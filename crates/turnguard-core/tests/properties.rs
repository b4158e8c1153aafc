use std::sync::Arc;

use proptest::prelude::*;
use turnguard_core::{
    ContextExtractor, DecisionAggregator, Gate, Judgment, MemorySessionStore, Message, Mode,
    RuleId, RuleSet, Verdict,
};

const RULES: &str = "\
Skipped tests?,turn,block,Explain
Left TODOs?,last,block,List them
Evasive?,turn,notify,Explain
Tip?,turn,suggest,Add a regression test
Another tip?,last,suggest,Document the change
";

fn verdicts(flags: &[bool]) -> Vec<Verdict> {
    flags
        .iter()
        .enumerate()
        .map(|(i, triggered)| {
            Verdict::answered(
                RuleId(i),
                Judgment {
                    triggered: *triggered,
                    explanation: format!("rationale {i}"),
                },
            )
        })
        .collect()
}

fn user_messages() -> impl Strategy<Value = Vec<Message>> {
    prop::collection::vec(".{0,80}", 0..8).prop_map(|texts| {
        texts
            .into_iter()
            .enumerate()
            .map(|(i, text)| Message::user(text, i))
            .collect()
    })
}

proptest! {
    #[test]
    fn no_assistant_messages_means_no_context(
        messages in user_messages(),
        policy in proptest::option::of(".{1,40}"),
        min in 0usize..100,
    ) {
        let contexts = ContextExtractor::new(min).extract_all(&messages, policy.as_deref());
        prop_assert!(contexts.is_empty());
    }

    #[test]
    fn block_count_only_grows_through_blocks(
        rounds in prop::collection::vec(prop::collection::vec(any::<bool>(), 5), 1..30),
        max_blocks in 0u32..12,
    ) {
        let rules = RuleSet::from_csv(RULES).unwrap();
        let store = Arc::new(MemorySessionStore::new());
        let aggregator = DecisionAggregator::new(store.clone()).with_max_blocks(max_blocks);
        let ids: Vec<RuleId> = (0..5).map(RuleId).collect();

        let mut previous = 0;
        for flags in rounds {
            let decision = aggregator.decide("session", &rules, &ids, &verdicts(&flags));
            let current = store.count("session");

            if decision.is_block() {
                prop_assert_eq!(current, previous + 1);
            } else {
                prop_assert_eq!(current, previous);
            }
            prop_assert!(current <= max_blocks);

            let block_triggered = flags[0] || flags[1];
            if block_triggered && previous >= max_blocks {
                prop_assert!(!decision.is_block());
                prop_assert_eq!(decision.valve_exhausted, Some(previous));
            }
            previous = current;
        }
    }

    #[test]
    fn suggestions_do_not_depend_on_verdicts(flags in prop::collection::vec(any::<bool>(), 5)) {
        let rules = RuleSet::from_csv(RULES).unwrap();
        let aggregator = DecisionAggregator::new(Arc::new(MemorySessionStore::new()));
        let ids: Vec<RuleId> = (0..5).map(RuleId).collect();

        let decision = aggregator.decide("session", &rules, &ids, &verdicts(&flags));
        prop_assert_eq!(decision.suggestions.len(), 2);
    }

    #[test]
    fn short_final_message_only_skips_last_mode(
        text in "[a-z ]{1,49}",
        policy in "[A-Za-z ]{1,40}",
    ) {
        let messages = vec![Message::user("please fix", 0), Message::assistant(text, 1)];
        let contexts = ContextExtractor::new(50).extract_all(&messages, Some(&policy));

        prop_assert!(contexts.get(Mode::Last).is_none());
        prop_assert!(contexts.get(Mode::Turn).is_some());
        prop_assert!(contexts.get(Mode::ClaudeMd).is_some());
    }

    #[test]
    fn notify_never_coexists_with_block(flags in prop::collection::vec(any::<bool>(), 5)) {
        let rules = RuleSet::from_csv(RULES).unwrap();
        let aggregator = DecisionAggregator::new(Arc::new(MemorySessionStore::new()));
        let ids: Vec<RuleId> = (0..5).map(RuleId).collect();

        let decision = aggregator.decide("session", &rules, &ids, &verdicts(&flags));
        match decision.gate {
            Gate::Block { .. } => prop_assert!(flags[0] || flags[1]),
            Gate::Notify { .. } => prop_assert!(flags[2] && !flags[0] && !flags[1]),
            Gate::Pass => prop_assert!(!flags[0] && !flags[1] && !flags[2]),
        }
    }
}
-=-=-
WORK TO COMPLETE - Across the entries above, find each line with the word "collection" and please copy it out.

SOLVED EXERCISE -
    prop::collection::vec(".{0,80}", 0..8).prop_map(|texts| {
        rounds in prop::collection::vec(prop::collection::vec(any::<bool>(), 5), 1..30),
    fn suggestions_do_not_depend_on_verdicts(flags in prop::collection::vec(any::<bool>(), 5)) {
    fn notify_never_coexists_with_block(flags in prop::collection::vec(any::<bool>(), 5)) {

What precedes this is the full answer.